Once the chosen medium for the war cries of the Avant-Garde, the manifesto format itself feels like a throw-back, a reincarnation that points backwards to an archaic past, whilst projecting onward into the future. Designed by Pentagram, the book plays out the textual narrative in physical form, giving the text another dimension. The book spine acts as a mirror, the front cover image reflected on the back. The untrimmed pages give the fore edge a /\ shape enforcing the mirror image and providing a novel page-flicking experience.
Each piece varies slightly in design; there is no dominant guiding voice. Instead the book, as mental framework, emerges as a semi-stable whole, from the interactions between these distinct parts.
The book’s compact, almost pocket-size makes it feel to the point. The first half is comprised of succinct essays, compact packages of information. The second half takes on a different form, made up of transcriptions of several conversations around three paella dinners, leaving the finale feeling more open ended. In his introduction Serkan Ozkaya writes, “The end of an essay, or a book, though formulated as if it were an end, is therefore not really an end but a transition point that has received undue weight.” Each speaker in the final section is marked by small icons – triangles, crosses, stars etc – partially concealing their identity; a recognition of the congregational effort behind the publication.
1960s – 1980s: Serial Repetition, and Representation
In his 1936, Art in the Age of Mechanical Reproduction, Walter Benjamin discusses the loss in the reproduced image of an aura previously held by the original artwork.2 Even then, it was seen as partially positive, offering possibilities for the politicization of art; its emancipation from dependence on ritual, and its institutional chains.

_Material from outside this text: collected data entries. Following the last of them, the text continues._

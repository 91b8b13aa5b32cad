//! Global and local Moran's I.
//!
//! Global:
//!
//! ```text
//! I = (n / S0) · Σ_i z_i (Wz)_i / Σ_i z_i²
//! ```
//!
//! with `z = x - x̄`. Inference is reported three ways: analytic moments
//! under normality, analytic moments under randomization, and a permutation
//! pseudo p-value. Local (LISA) statistics use conditional permutation: the
//! value at `i` is held fixed while its neighbors are redrawn from the rest.
//!
//! Every permutation draws from its own `StdRng` seeded from the run seed plus
//! the permutation (or unit) index, so results don't depend on how rayon
//! schedules work.

use rand::SeedableRng;
use rand::rngs::StdRng;
use rand::seq::SliceRandom;
use rand::seq::index::sample;
use rayon::prelude::*;
use serde::Serialize;

use crate::error::AppError;
use crate::math::{mean, normal_two_sided_p, std_dev};
use crate::spatial::SpatialWeights;

/// Global Moran's I with analytic and permutation inference.
#[derive(Debug, Clone, Serialize)]
pub struct MoranGlobal {
    pub n: usize,
    pub i: f64,
    pub expected: f64,
    pub var_norm: f64,
    pub z_norm: f64,
    pub p_norm: f64,
    pub var_rand: f64,
    pub z_rand: f64,
    pub p_rand: f64,
    pub permutation: Option<PermutationTest>,
}

#[derive(Debug, Clone, Serialize)]
pub struct PermutationTest {
    pub permutations: usize,
    pub p_sim: f64,
    pub mean_sim: f64,
    pub sd_sim: f64,
    pub z_sim: f64,
}

/// Moran scatterplot quadrant of a unit.
#[derive(Debug, Clone, Copy, PartialEq, Eq, Serialize)]
pub enum LisaQuadrant {
    HighHigh,
    LowHigh,
    LowLow,
    HighLow,
}

impl LisaQuadrant {
    pub fn code(self) -> &'static str {
        match self {
            LisaQuadrant::HighHigh => "HH",
            LisaQuadrant::LowHigh => "LH",
            LisaQuadrant::LowLow => "LL",
            LisaQuadrant::HighLow => "HL",
        }
    }
}

/// Local Moran's I for every unit.
#[derive(Debug, Clone, Serialize)]
pub struct LisaResult {
    pub local_i: Vec<f64>,
    pub quadrant: Vec<LisaQuadrant>,
    pub p_sim: Vec<f64>,
    pub significant: Vec<bool>,
    pub alpha: f64,
}

impl LisaResult {
    /// Cluster label: the quadrant code when significant, `ns` otherwise.
    pub fn label(&self, i: usize) -> &'static str {
        if self.significant[i] { self.quadrant[i].code() } else { "ns" }
    }

    /// Significant units per quadrant, in `HH, LH, LL, HL` order.
    pub fn counts(&self) -> [(LisaQuadrant, usize); 4] {
        let mut out = [
            (LisaQuadrant::HighHigh, 0),
            (LisaQuadrant::LowHigh, 0),
            (LisaQuadrant::LowLow, 0),
            (LisaQuadrant::HighLow, 0),
        ];
        for (q, &sig) in self.quadrant.iter().zip(self.significant.iter()) {
            if !sig {
                continue;
            }
            if let Some(slot) = out.iter_mut().find(|(k, _)| k == q) {
                slot.1 += 1;
            }
        }
        out
    }
}

/// Global Moran's I of `x` under weights `w`.
pub fn moran_global(
    x: &[f64],
    w: &SpatialWeights,
    permutations: usize,
    seed: u64,
) -> Result<MoranGlobal, AppError> {
    let z = centered(x, w)?;
    let n = z.len();
    let nf = n as f64;

    let s0 = w.s0();
    let s1 = w.s1();
    let s2 = w.s2();
    let i = moran_i(&z, w, s0);

    let expected = -1.0 / (nf - 1.0);

    let var_norm = (nf * nf * s1 - nf * s2 + 3.0 * s0 * s0) / (s0 * s0 * (nf * nf - 1.0)) - expected * expected;

    let m2 = z.iter().map(|v| v * v).sum::<f64>() / nf;
    let m4 = z.iter().map(|v| v.powi(4)).sum::<f64>() / nf;
    let kurt = m4 / (m2 * m2);
    let var_rand = if n > 3 {
        let a = nf * ((nf * nf - 3.0 * nf + 3.0) * s1 - nf * s2 + 3.0 * s0 * s0);
        let b = kurt * ((nf * nf - nf) * s1 - 2.0 * nf * s2 + 6.0 * s0 * s0);
        (a - b) / ((nf - 1.0) * (nf - 2.0) * (nf - 3.0) * s0 * s0) - expected * expected
    } else {
        f64::NAN
    };

    let z_norm = (i - expected) / var_norm.sqrt();
    let z_rand = (i - expected) / var_rand.sqrt();

    let permutation = (permutations > 0).then(|| {
        let sims: Vec<f64> = (0..permutations)
            .into_par_iter()
            .map(|p| {
                let mut rng = StdRng::seed_from_u64(seed.wrapping_add(p as u64));
                let mut zp = z.clone();
                zp.shuffle(&mut rng);
                moran_i(&zp, w, s0)
            })
            .collect();
        let mean_sim = mean(&sims).unwrap_or(f64::NAN);
        let sd_sim = std_dev(&sims, 1).unwrap_or(f64::NAN);
        PermutationTest {
            permutations,
            p_sim: pseudo_p(i, &sims),
            mean_sim,
            sd_sim,
            z_sim: (i - mean_sim) / sd_sim,
        }
    });

    Ok(MoranGlobal {
        n,
        i,
        expected,
        var_norm,
        z_norm,
        p_norm: normal_two_sided_p(z_norm),
        var_rand,
        z_rand,
        p_rand: normal_two_sided_p(z_rand),
        permutation,
    })
}

/// Local Moran's I with conditional permutation inference.
pub fn moran_local(
    x: &[f64],
    w: &SpatialWeights,
    permutations: usize,
    seed: u64,
    alpha: f64,
) -> Result<LisaResult, AppError> {
    let z = centered(x, w)?;
    let n = z.len();
    let m2 = z.iter().map(|v| v * v).sum::<f64>() / n as f64;
    let lag = w.lag(&z);

    let local_i: Vec<f64> = z.iter().zip(lag.iter()).map(|(zi, li)| zi * li / m2).collect();
    let quadrant: Vec<LisaQuadrant> = z.iter().zip(lag.iter()).map(|(&zi, &li)| quadrant_of(zi, li)).collect();

    let p_sim: Vec<f64> = (0..n)
        .into_par_iter()
        .map(|i| {
            let k = w.cardinality(i);
            if permutations == 0 || k == 0 || k > n - 1 {
                return f64::NAN;
            }
            let mut rng = StdRng::seed_from_u64(seed.wrapping_add((i as u64).wrapping_mul(0x9E37_79B9)));
            let sims: Vec<f64> = (0..permutations)
                .map(|_| {
                    let picked = sample(&mut rng, n - 1, k);
                    let sum: f64 = picked
                        .iter()
                        .map(|j| if j >= i { z[j + 1] } else { z[j] })
                        .sum();
                    z[i] * (sum / k as f64) / m2
                })
                .collect();
            pseudo_p(local_i[i], &sims)
        })
        .collect();

    let significant = p_sim.iter().map(|&p| p.is_finite() && p <= alpha).collect();

    Ok(LisaResult {
        local_i,
        quadrant,
        p_sim,
        significant,
        alpha,
    })
}

/// `(z_i, (Wz)_i)` pairs for a Moran scatterplot, with `z` standardized.
pub fn moran_scatter(x: &[f64], w: &SpatialWeights) -> Vec<(f64, f64)> {
    let sd = std_dev(x, 0).unwrap_or(1.0);
    let m = mean(x).unwrap_or(0.0);
    let z: Vec<f64> = x.iter().map(|v| if sd > 0.0 { (v - m) / sd } else { 0.0 }).collect();
    let lag = w.lag(&z);
    z.into_iter().zip(lag).collect()
}

fn centered(x: &[f64], w: &SpatialWeights) -> Result<Vec<f64>, AppError> {
    let n = x.len();
    if n != w.n() {
        return Err(AppError::numeric(format!(
            "Moran's I: {} values but weights cover {} units.",
            n,
            w.n()
        )));
    }
    if n < 3 {
        return Err(AppError::data("Moran's I needs at least 3 units."));
    }
    if x.iter().any(|v| !v.is_finite()) {
        return Err(AppError::numeric("Moran's I: non-finite input value."));
    }
    let m = mean(x).unwrap_or(0.0);
    let z: Vec<f64> = x.iter().map(|v| v - m).collect();
    if z.iter().all(|v| v.abs() < 1e-15) {
        return Err(AppError::data("Moran's I is undefined for a constant variable."));
    }
    Ok(z)
}

fn moran_i(z: &[f64], w: &SpatialWeights, s0: f64) -> f64 {
    let lag = w.lag(z);
    let num: f64 = z.iter().zip(lag.iter()).map(|(a, b)| a * b).sum();
    let den: f64 = z.iter().map(|v| v * v).sum();
    (z.len() as f64 / s0) * num / den
}

/// Folded pseudo p-value, `(1 + #extreme) / (1 + P)`, on the observed side.
fn pseudo_p(observed: f64, sims: &[f64]) -> f64 {
    let p = sims.len();
    let mut larger = sims.iter().filter(|&&s| s >= observed).count();
    if p - larger < larger {
        larger = p - larger;
    }
    (larger as f64 + 1.0) / (p as f64 + 1.0)
}

fn quadrant_of(z: f64, lag: f64) -> LisaQuadrant {
    match (z >= 0.0, lag >= 0.0) {
        (true, true) => LisaQuadrant::HighHigh,
        (false, true) => LisaQuadrant::LowHigh,
        (false, false) => LisaQuadrant::LowLow,
        (true, false) => LisaQuadrant::HighLow,
    }
}

#[cfg(test)]
mod tests {
    use super::*;
    use crate::domain::WeightsKind;
    use crate::spatial::weights::tests::grid_weights;

    #[test]
    fn checkerboard_is_perfectly_negative_under_rook() {
        let w = grid_weights(4, WeightsKind::Rook);
        let x: Vec<f64> = (0..16).map(|i| if (i / 4 + i % 4) % 2 == 0 { 1.0 } else { 0.0 }).collect();
        let m = moran_global(&x, &w, 0, 1).unwrap();
        assert!((m.i + 1.0).abs() < 1e-12, "got {}", m.i);
        assert!(m.z_norm < 0.0);
        assert!(m.permutation.is_none());
    }

    #[test]
    fn gradient_is_positive_and_significant() {
        let w = grid_weights(6, WeightsKind::Queen);
        let x: Vec<f64> = (0..36).map(|i| (i / 6) as f64 + (i % 6) as f64).collect();
        let m = moran_global(&x, &w, 199, 7).unwrap();
        assert!(m.i > 0.5, "got {}", m.i);
        assert!((m.expected + 1.0 / 35.0).abs() < 1e-12);
        let perm = m.permutation.unwrap();
        assert!(perm.p_sim <= 0.01, "p_sim {}", perm.p_sim);
        assert!(m.p_norm < 0.01);
    }

    #[test]
    fn permutation_test_is_deterministic_for_a_seed() {
        let w = grid_weights(5, WeightsKind::Queen);
        let x: Vec<f64> = (0..25).map(|i| ((i * 7) % 11) as f64).collect();
        let a = moran_global(&x, &w, 99, 3).unwrap().permutation.unwrap();
        let b = moran_global(&x, &w, 99, 3).unwrap().permutation.unwrap();
        assert_eq!(a.p_sim, b.p_sim);
        assert_eq!(a.mean_sim, b.mean_sim);
    }

    #[test]
    fn local_moran_flags_hot_corner() {
        let w = grid_weights(6, WeightsKind::Queen);
        // High values in the top-right 3x3 block, low elsewhere.
        let x: Vec<f64> = (0..36)
            .map(|i| if i / 6 >= 3 && i % 6 >= 3 { 10.0 } else { 0.0 })
            .collect();
        let lisa = moran_local(&x, &w, 499, 11, 0.05).unwrap();
        // Unit 35 is the far top-right corner: high surrounded by high.
        assert_eq!(lisa.quadrant[35], LisaQuadrant::HighHigh);
        assert!(lisa.local_i[35] > 0.0);
        // With row-standardized weights the local statistics average to the global I.
        let global = moran_global(&x, &w, 0, 0).unwrap();
        let sum: f64 = lisa.local_i.iter().sum();
        assert!((sum / 36.0 - global.i).abs() < 1e-9);
    }

    #[test]
    fn constant_variable_is_rejected() {
        let w = grid_weights(3, WeightsKind::Rook);
        assert!(moran_global(&[1.0; 9], &w, 0, 0).is_err());
    }
}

Two decades later, Andy Warhol, prolific serial doublist3 par excellence, put Benjamin’s ideas to the test. Following a successful career as commercial illustrator, Warhol drew on his experience and put it to the service of becoming an artist. He is key in moulding the landscape of the discussion on ‘doubles’. Warhol’s name appears throughout the text and his presence, like a phantasm, is a yardstick looming over the wider conversation.
In 1962 Warhol opened his Factory in midtown Manhattan. Seen as a reaction to the glorifying of the individual by the Abstract Expressionists, Warhol sought to diffuse authorial agency. Through his appropriation of the classic notion of industrial production (the Taylorist assembly line) with an army of assistants of which he became ‘hyperbolic’ manager, and using mechanical reproduction, Warhol sought to remove any trace of the artist’s hand and ultimately become a machine of mass production.
This kind of symbolic self-sacrifice, the bypassing of traditional ideas of sole authorship, spreading out into the collective, turned out to be a sure-fire way of speeding up his acceleration towards becoming an individual cult figure. 4
The aura of the original artwork, which Walter Benjamin talks of, was lost in the reproduced images that came out of Warhol’s factory. The most widely reproduced ‘image’ was that of Warhol himself – he became an image, reproduced in mass media and the collective consciousness. The aura had mutated into a personality cult, created by a new kind of scarcity and uniqueness. The Factory was first and foremost a social factory producing social relations. It produced the scarcity of the ‘in-crowd’, with Warhol’s status as a celebrity, aloof, separated from the masses, largely inaccessible.5
If superficially Warhol’s production process created some sense of imagery being made by a collective agency, it was a twisted kind of collectivity, one that relied on the persistence of hierarchies, placing Warhol firmly on top. People still spent millions on “Warhol’s”. He used his celebrity status as a tool to give his ‘Superstars’, those who should be so lucky, their fifteen minutes of fame. He used his mythological character to take objects from the everyday, Brillo pads and cans of soup, and elevate them to the level of art – ultimately the product was Warhol. 6 The materiality of the objects themselves became abstracted and almost inconsequential.
Fast-forward two decades and the work of French philosophers and theorists of the 1960s such as Derrida, Barthes, Lacan, had now become more widely accessible through english translations, filtering through into the New York 1980s art world. Artists continued to be preoccupied with the omnipresence of representation, decoding and recoding the world through the idea of doubles and copies.7
Images and objects were ‘signifiers’, always pointing away to something else. Alan McCollum (an American artist discussed by critic Christopher Eamon in Double) working in New York in the 1970s and 1980s questioned the notion of art objects as possessing unique value derived from their rarity. His Surrogates – a seemingly infinite set of plaster-cast, monochromatic, framed pictures – are substitutes for other paintings.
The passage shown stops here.